- **Assignment**:
Identify each line below containing the string "async" and copy it.

==*==

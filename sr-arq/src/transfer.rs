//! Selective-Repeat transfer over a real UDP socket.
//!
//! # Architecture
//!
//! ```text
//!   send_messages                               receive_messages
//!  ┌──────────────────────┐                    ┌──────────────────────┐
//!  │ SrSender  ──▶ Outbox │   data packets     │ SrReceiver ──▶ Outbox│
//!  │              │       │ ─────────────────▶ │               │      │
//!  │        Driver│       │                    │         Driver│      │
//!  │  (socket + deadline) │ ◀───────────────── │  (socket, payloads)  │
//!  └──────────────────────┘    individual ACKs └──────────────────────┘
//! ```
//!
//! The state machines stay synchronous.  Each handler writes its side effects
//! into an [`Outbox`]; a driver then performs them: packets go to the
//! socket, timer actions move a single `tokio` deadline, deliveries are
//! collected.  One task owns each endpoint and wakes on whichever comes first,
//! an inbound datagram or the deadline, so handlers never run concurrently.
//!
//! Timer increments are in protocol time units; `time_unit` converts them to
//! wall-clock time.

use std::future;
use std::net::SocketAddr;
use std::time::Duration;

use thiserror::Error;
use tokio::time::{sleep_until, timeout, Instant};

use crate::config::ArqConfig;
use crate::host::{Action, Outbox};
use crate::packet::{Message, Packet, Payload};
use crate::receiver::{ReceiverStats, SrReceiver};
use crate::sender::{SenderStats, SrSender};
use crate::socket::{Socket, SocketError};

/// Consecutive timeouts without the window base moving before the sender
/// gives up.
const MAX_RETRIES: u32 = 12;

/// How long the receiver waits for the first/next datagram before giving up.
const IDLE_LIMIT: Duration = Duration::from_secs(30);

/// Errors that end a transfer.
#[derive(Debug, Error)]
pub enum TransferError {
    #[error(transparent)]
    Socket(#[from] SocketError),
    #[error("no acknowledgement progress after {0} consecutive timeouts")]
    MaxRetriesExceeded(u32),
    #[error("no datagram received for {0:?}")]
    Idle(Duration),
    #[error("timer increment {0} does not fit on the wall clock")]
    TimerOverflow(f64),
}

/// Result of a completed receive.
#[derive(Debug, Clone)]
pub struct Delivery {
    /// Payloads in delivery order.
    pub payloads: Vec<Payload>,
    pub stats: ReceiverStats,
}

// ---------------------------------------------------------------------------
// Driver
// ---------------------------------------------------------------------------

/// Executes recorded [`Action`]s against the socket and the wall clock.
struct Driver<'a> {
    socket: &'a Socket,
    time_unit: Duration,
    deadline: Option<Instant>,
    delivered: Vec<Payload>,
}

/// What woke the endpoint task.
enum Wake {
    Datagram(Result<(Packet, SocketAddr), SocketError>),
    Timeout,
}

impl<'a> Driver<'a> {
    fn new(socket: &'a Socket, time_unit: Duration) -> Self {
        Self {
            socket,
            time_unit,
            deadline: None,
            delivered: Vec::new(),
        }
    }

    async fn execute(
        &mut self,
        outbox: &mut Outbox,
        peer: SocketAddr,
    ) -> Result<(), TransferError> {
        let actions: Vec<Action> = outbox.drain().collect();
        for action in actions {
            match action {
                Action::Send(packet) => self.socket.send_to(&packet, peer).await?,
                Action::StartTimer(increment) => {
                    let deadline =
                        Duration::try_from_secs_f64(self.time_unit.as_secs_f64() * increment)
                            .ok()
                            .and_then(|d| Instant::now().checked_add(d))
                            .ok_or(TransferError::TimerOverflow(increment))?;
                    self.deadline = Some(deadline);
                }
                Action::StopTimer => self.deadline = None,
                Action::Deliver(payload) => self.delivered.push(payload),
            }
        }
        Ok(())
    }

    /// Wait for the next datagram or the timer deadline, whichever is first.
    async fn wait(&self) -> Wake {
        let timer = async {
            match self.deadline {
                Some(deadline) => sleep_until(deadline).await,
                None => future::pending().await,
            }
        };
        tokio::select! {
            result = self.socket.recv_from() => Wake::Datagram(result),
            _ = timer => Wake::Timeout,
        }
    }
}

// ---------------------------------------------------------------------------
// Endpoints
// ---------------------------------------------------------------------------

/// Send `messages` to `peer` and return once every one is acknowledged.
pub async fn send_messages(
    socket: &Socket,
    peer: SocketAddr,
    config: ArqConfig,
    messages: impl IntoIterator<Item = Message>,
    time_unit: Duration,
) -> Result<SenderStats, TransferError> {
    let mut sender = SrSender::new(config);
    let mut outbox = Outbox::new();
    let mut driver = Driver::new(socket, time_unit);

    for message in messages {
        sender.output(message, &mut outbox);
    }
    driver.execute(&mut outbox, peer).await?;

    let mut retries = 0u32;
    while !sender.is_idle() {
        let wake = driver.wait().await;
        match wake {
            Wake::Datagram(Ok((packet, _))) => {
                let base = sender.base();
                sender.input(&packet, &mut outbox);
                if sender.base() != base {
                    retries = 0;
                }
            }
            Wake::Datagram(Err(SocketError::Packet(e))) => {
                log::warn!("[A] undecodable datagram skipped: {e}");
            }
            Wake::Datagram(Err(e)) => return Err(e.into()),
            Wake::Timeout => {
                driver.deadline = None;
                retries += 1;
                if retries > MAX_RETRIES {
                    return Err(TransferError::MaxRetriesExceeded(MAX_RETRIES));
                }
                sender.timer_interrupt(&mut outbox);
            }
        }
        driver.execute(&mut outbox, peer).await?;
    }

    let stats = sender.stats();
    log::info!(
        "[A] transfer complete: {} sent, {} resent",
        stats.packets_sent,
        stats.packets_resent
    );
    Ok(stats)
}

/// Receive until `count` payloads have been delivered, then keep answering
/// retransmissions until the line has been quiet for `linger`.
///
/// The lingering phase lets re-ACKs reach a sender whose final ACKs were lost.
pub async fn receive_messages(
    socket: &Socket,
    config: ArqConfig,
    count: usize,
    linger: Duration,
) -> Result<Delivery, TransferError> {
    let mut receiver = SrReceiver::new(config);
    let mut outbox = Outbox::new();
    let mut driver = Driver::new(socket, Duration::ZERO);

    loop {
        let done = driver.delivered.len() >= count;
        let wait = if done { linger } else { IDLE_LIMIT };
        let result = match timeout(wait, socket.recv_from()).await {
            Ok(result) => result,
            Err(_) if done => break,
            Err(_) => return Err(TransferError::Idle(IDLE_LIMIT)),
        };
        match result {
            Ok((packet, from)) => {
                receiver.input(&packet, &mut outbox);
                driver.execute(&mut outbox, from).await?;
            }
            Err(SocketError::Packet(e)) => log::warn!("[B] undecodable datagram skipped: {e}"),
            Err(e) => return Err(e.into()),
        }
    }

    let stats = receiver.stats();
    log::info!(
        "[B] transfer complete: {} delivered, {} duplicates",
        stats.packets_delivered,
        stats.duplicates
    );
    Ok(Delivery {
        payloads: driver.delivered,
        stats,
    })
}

==*==

- **Worked solution**:
    async fn execute(
    async fn wait(&self) -> Wake {
        let timer = async {
pub async fn send_messages(
pub async fn receive_messages(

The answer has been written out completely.